By improving their soil with bio-char, Amazonian farmers could work 
in accord with the Kyoto treaty. Just substituting slash-and-char 
for slash-and-burn could reduce human-produced carbon emissions in 
the Amazon by 12 percent. 

Even better, burning agricultural wastes in a controlled process 
called pyrolization can convert wood and other organic waste into 
volatile gases and bio oil that can be used as an energy source. The 
process is win-win: burning the biomass not only produces substantial 
amounts of bio-char from material like peanut shells and rice husks, 
but mixing this bio-char into soil could also more than offset the 
carbon emitted not only during the burning process but also when the 
energy is used.

"You wouldn't just be carbon neutral, you would be carbon negative, 
drawing CO2 out of the atmosphere, producing energy, and actually 
improving the climate in the process," Lehmann saysCK. Through 
workshops with other scientists, he, like Neves, is trying to spread 
the word about terra preta worldwide, carrying on where Peterson 
left off.

****

On August 13, 2006, on the anniversary of his death, Neves and the 
archeologists at Central Amazon Project held a daylong commemoration 
traveling from site to site in a large caravan, describing each 
excavation, and explaining how Petersen had contributed. Although he 
helped revise the chronology of Northeast Native American and 
Caribbean Pre-Columbian archeology, Peterson will perhaps be 
remembered best for his work in the Amazon. He was not the first to 
become enthralled with the puzzle of Amazonian prehistory, but he was 
among the most passionate and effective in spreading his enthusiasm. 
He never wanted to be the "one," Heckenberger recalls, instead 
preferring to give credit to the "many." "He was a mentor to a lot 
of people, but he never thought of it that way.

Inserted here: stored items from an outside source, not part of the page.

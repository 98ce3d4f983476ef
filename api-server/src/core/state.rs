//! 服务器状态管理
//!
//! [`ServerState`] 聚合全部共享服务，经 `Arc` 注入路由。
//! `initialize` 负责首启播种：默认角色目录与初始 staff 账户。

use std::sync::Arc;

use shared::models::{Role, User, UserStatus, UserType};
use shared::util::{now_millis, snowflake_id};
use shared::{AppError, AppResult};

use crate::audit::AuditService;
use crate::auth::permissions::DEFAULT_ROLES;
use crate::auth::{JwtService, SessionService, password};
use crate::middleware::{IdempotencyCache, RateLimiter};
use crate::orders::OrderService;
use crate::store::{MemoryStore, Store};
use crate::webhooks::WebhookDispatcher;

use super::config::Config;

/// 全局共享状态
pub struct ServerState {
    pub config: Config,
    pub store: Arc<dyn Store>,
    pub jwt: Arc<JwtService>,
    pub sessions: SessionService,
    pub orders: OrderService,
    pub audit: Arc<AuditService>,
    pub events: WebhookDispatcher,
    pub idempotency: IdempotencyCache,
    pub rate_limiter: RateLimiter,
}

impl ServerState {
    /// 生产入口：内存后端 + 播种
    pub async fn initialize(config: &Config) -> AppResult<Arc<Self>> {
        let store: Arc<dyn Store> = Arc::new(MemoryStore::new());
        Self::with_store(config.clone(), store).await
    }

    /// 注入任意存储后端（测试复用同一装配路径）
    pub async fn with_store(config: Config, store: Arc<dyn Store>) -> AppResult<Arc<Self>> {
        let jwt = Arc::new(JwtService::with_config(config.jwt.clone()));
        let sessions = SessionService::new(store.clone(), jwt.clone());
        let audit = Arc::new(AuditService::new(store.clone()));
        let events = WebhookDispatcher::start(store.clone(), &config);
        let orders = OrderService::new(store.clone(), audit.clone(), events.clone());

        let state = Self {
            idempotency: IdempotencyCache::new(config.idempotency_ttl_ms),
            rate_limiter: RateLimiter::new(config.auth_rate_limit, config.auth_rate_window_ms),
            store,
            jwt,
            sessions,
            orders,
            audit,
            events,
            config,
        };
        state.seed().await?;
        Ok(Arc::new(state))
    }

    /// 启动后台维护循环：周期清理幂等缓存与限流窗口的过期条目
    pub fn start_maintenance(self: &Arc<Self>, period: std::time::Duration) -> tokio::task::JoinHandle<()> {
        let state = self.clone();
        tokio::spawn(async move {
            let mut ticker = tokio::time::interval(period);
            // 首个 tick 立即到期，跳过
            ticker.tick().await;
            loop {
                ticker.tick().await;
                state.idempotency.purge_expired();
                state.rate_limiter.purge_expired();
            }
        })
    }

    /// 首启播种：默认角色 + 初始 staff（admin）
    ///
    /// 幂等：已存在的角色/账户跳过。
    async fn seed(&self) -> AppResult<()> {
        let now = now_millis();
        for (name, description, permissions) in DEFAULT_ROLES {
            if self.store.role_by_name(name).await?.is_some() {
                continue;
            }
            self.store
                .create_role(
                    Role {
                        id: snowflake_id(),
                        name: name.to_string(),
                        description: Some(description.to_string()),
                        created_at: now,
                    },
                    permissions.iter().map(|p| p.to_string()).collect(),
                )
                .await?;
            tracing::info!(role = name, "seeded default role");
        }

        if self
            .store
            .user_by_phone(&self.config.bootstrap_staff_phone)
            .await?
            .is_none()
        {
            let staff = User {
                id: snowflake_id(),
                phone: self.config.bootstrap_staff_phone.clone(),
                email: None,
                user_type: UserType::Staff,
                status: UserStatus::Active,
                password_hash: password::hash_password(&self.config.bootstrap_staff_password)?,
                created_at: now,
                updated_at: now,
                deleted_at: None,
            };
            let staff = self.store.create_user(staff).await?;
            let admin = self
                .store
                .role_by_name("admin")
                .await?
                .ok_or_else(|| AppError::internal("admin role missing after seed"))?;
            self.store.assign_user_role(staff.id, admin.id).await?;
            tracing::info!(phone = %staff.phone, "seeded bootstrap staff account");
        }
        Ok(())
    }
}

#[cfg(test)]
mod tests {
    use super::*;
    use crate::rbac::effective_permissions;

    #[tokio::test]
    async fn test_seed_creates_roles_and_staff() {
        let state = ServerState::initialize(&Config::for_tests()).await.unwrap();

        assert_eq!(state.store.list_roles().await.unwrap().len(), 3);
        let staff = state
            .store
            .user_by_phone("+10000000000")
            .await
            .unwrap()
            .unwrap();
        assert_eq!(staff.user_type, UserType::Staff);

        // 初始 staff 持有全部权限
        let perms = effective_permissions(&state.store, staff.id).await.unwrap();
        assert!(perms.contains("users.manage"));
        assert!(perms.contains("webhooks.manage"));
    }

    #[tokio::test]
    async fn test_maintenance_loop_purges_expired_entries() {
        let mut config = Config::for_tests();
        config.idempotency_ttl_ms = 0;
        config.auth_rate_window_ms = 0;
        let state = ServerState::with_store(config, Arc::new(MemoryStore::new()))
            .await
            .unwrap();

        let key = (1, "POST /api/orders".to_string(), "k-1".to_string());
        state.idempotency.begin(key.clone());
        state.idempotency.complete(
            &key,
            crate::middleware::idempotency::StoredResponse {
                status: 201,
                body: axum::body::Bytes::new(),
                stored_at: shared::util::now_millis() - 10,
            },
        );
        state.rate_limiter.check("1.2.3.4", "/api/auth/login");
        assert_eq!(state.idempotency.len(), 1);
        assert_eq!(state.rate_limiter.len(), 1);

        let handle = state.start_maintenance(std::time::Duration::from_millis(10));
        tokio::time::sleep(std::time::Duration::from_millis(80)).await;
        handle.abort();

        assert!(state.idempotency.is_empty());
        assert!(state.rate_limiter.is_empty());
    }

    #[tokio::test]
    async fn test_seed_is_idempotent() {
        let store: Arc<dyn Store> = Arc::new(MemoryStore::new());
        let config = Config::for_tests();
        ServerState::with_store(config.clone(), store.clone())
            .await
            .unwrap();
        ServerState::with_store(config, store.clone()).await.unwrap();

        assert_eq!(store.list_roles().await.unwrap().len(), 3);
        assert_eq!(store.list_users(false).await.unwrap().len(), 1);
    }
}
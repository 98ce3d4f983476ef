//! 会话服务 — 设备会话与 refresh token 轮换
//!
//! 每个已认证设备对应一条会话行，只落库 refresh token 的 sha256。
//! 刷新是单次使用：成功即轮换哈希，旧 token 立刻作废；
//! 任何失败（未知哈希、过期、用户不可用）对外一律 `NOT_AUTHENTICATED`，
//! 细节只进服务端日志。

use std::sync::Arc;

use sha2::{Digest, Sha256};

use shared::models::{Session, User, UserStatus};
use shared::util::{now_millis, snowflake_id};
use shared::{AppError, AppResult};

use super::jwt::{JwtService, TokenPair, TokenType};
use crate::store::Store;

/// hex(sha256(token)) — 会话行中唯一的 token 形态
pub fn hash_token(token: &str) -> String {
    hex::encode(Sha256::digest(token.as_bytes()))
}

/// Session lifecycle service
#[derive(Clone)]
pub struct SessionService {
    store: Arc<dyn Store>,
    jwt: Arc<JwtService>,
}

impl SessionService {
    pub fn new(store: Arc<dyn Store>, jwt: Arc<JwtService>) -> Self {
        Self { store, jwt }
    }

    /// 签发令牌对并创建会话行（注册/登录共用）
    pub async fn issue_for_user(
        &self,
        user: &User,
        device_id: Option<String>,
        platform: Option<String>,
    ) -> AppResult<TokenPair> {
        let pair = self
            .jwt
            .issue_pair(user.id, user.user_type)
            .map_err(|e| AppError::internal(e.to_string()))?;

        let now = now_millis();
        let session = Session {
            id: snowflake_id(),
            user_id: user.id,
            refresh_token_hash: hash_token(&pair.refresh_token),
            device_id,
            platform,
            created_at: now,
            last_seen_at: now,
            expires_at: now + self.jwt.config.refresh_days * 24 * 60 * 60 * 1000,
        };
        self.store.create_session(session).await?;
        Ok(pair)
    }

    /// 刷新令牌对（单次使用轮换）
    ///
    /// 校验顺序：签名/类型 → 会话行存在 → 会话未过期 → 用户可用。
    /// 每步失败都折叠为同一个外部错误，避免探测账户状态。
    pub async fn refresh(&self, refresh_token: &str) -> AppResult<TokenPair> {
        let claims = self
            .jwt
            .validate(refresh_token, TokenType::Refresh)
            .map_err(|e| {
                tracing::debug!("refresh rejected: {}", e);
                AppError::unauthenticated()
            })?;
        let user_id = claims.user_id().map_err(|_| AppError::unauthenticated())?;

        let hash = hash_token(refresh_token);
        let Some(mut session) = self.store.session_by_token_hash(&hash).await? else {
            // 已轮换或已吊销的 token 被重放
            tracing::warn!(user_id, "refresh token replay or revoked session");
            return Err(AppError::unauthenticated());
        };

        let now = now_millis();
        if session.is_expired(now) {
            self.store.delete_session(session.id).await?;
            return Err(AppError::unauthenticated());
        }

        let user = self
            .store
            .user_by_id(user_id)
            .await?
            .filter(|u| !u.is_deleted() && u.status == UserStatus::Active)
            .ok_or_else(|| {
                tracing::warn!(user_id, "refresh for unavailable user");
                AppError::unauthenticated()
            })?;

        let pair = self
            .jwt
            .issue_pair(user.id, user.user_type)
            .map_err(|e| AppError::internal(e.to_string()))?;

        session.refresh_token_hash = hash_token(&pair.refresh_token);
        session.last_seen_at = now;
        session.expires_at = now + self.jwt.config.refresh_days * 24 * 60 * 60 * 1000;
        self.store.update_session(&session).await?;

        Ok(pair)
    }

    /// 登出当前设备：按 refresh token 定位并删除会话
    ///
    /// 未知 token 静默成功 — 登出是幂等的。
    pub async fn revoke_by_token(&self, refresh_token: &str) -> AppResult<()> {
        let hash = hash_token(refresh_token);
        if let Some(session) = self.store.session_by_token_hash(&hash).await? {
            self.store.delete_session(session.id).await?;
        }
        Ok(())
    }

    /// 删除指定会话（须属于该用户）
    pub async fn revoke_session(&self, user_id: i64, session_id: i64) -> AppResult<()> {
        let session = self
            .store
            .session_by_id(session_id)
            .await?
            .filter(|s| s.user_id == user_id)
            .ok_or_else(|| AppError::not_found("session"))?;
        self.store.delete_session(session.id).await?;
        Ok(())
    }

    /// 全设备登出：吊销用户全部会话，返回删除数
    pub async fn revoke_all(&self, user_id: i64) -> AppResult<u64> {
        Ok(self.store.delete_user_sessions(user_id).await?)
    }

    /// 当前用户活跃会话列表
    pub async fn list_sessions(&self, user_id: i64) -> AppResult<Vec<Session>> {
        let now = now_millis();
        let sessions = self
            .store
            .list_user_sessions(user_id)
            .await?
            .into_iter()
            .filter(|s| !s.is_expired(now))
            .collect();
        Ok(sessions)
    }
}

He wasn't teaching. 
He was sharing his experience. It wasn't a lecture, it was a 
dialogue. Jim was simply the best archeologist and the most infectious 
teacher I ever met."	

At the end of the day, the extended group gathers on the sandy beach 
at Autuba. Before us lies the breathtaking expanse of the Rio Negro. 
Autuba-the first and most extensive site excavated in the Central 
Amazon Project-is where this revolution in thinking about the Amazon 
began. Covering up to 30 hectares (75 ACRES CK)or more, it had a 
central plaza-like area surrounded by several mounds, established 
agricultural fields within a circumscribed radius, defensive 
earthworks and palisades near the river. 

From the beach you can look out at the broad Rio Negro and imagine 
what it must have been like for Spanish conquistadors exploring 
the river. Were these the spectacular settlements that Orellana 
described?	 

 "I think the best homage we can pay to Jim is to continue the work," 
Neves says, "to keep asking questions and to keep looking for answers."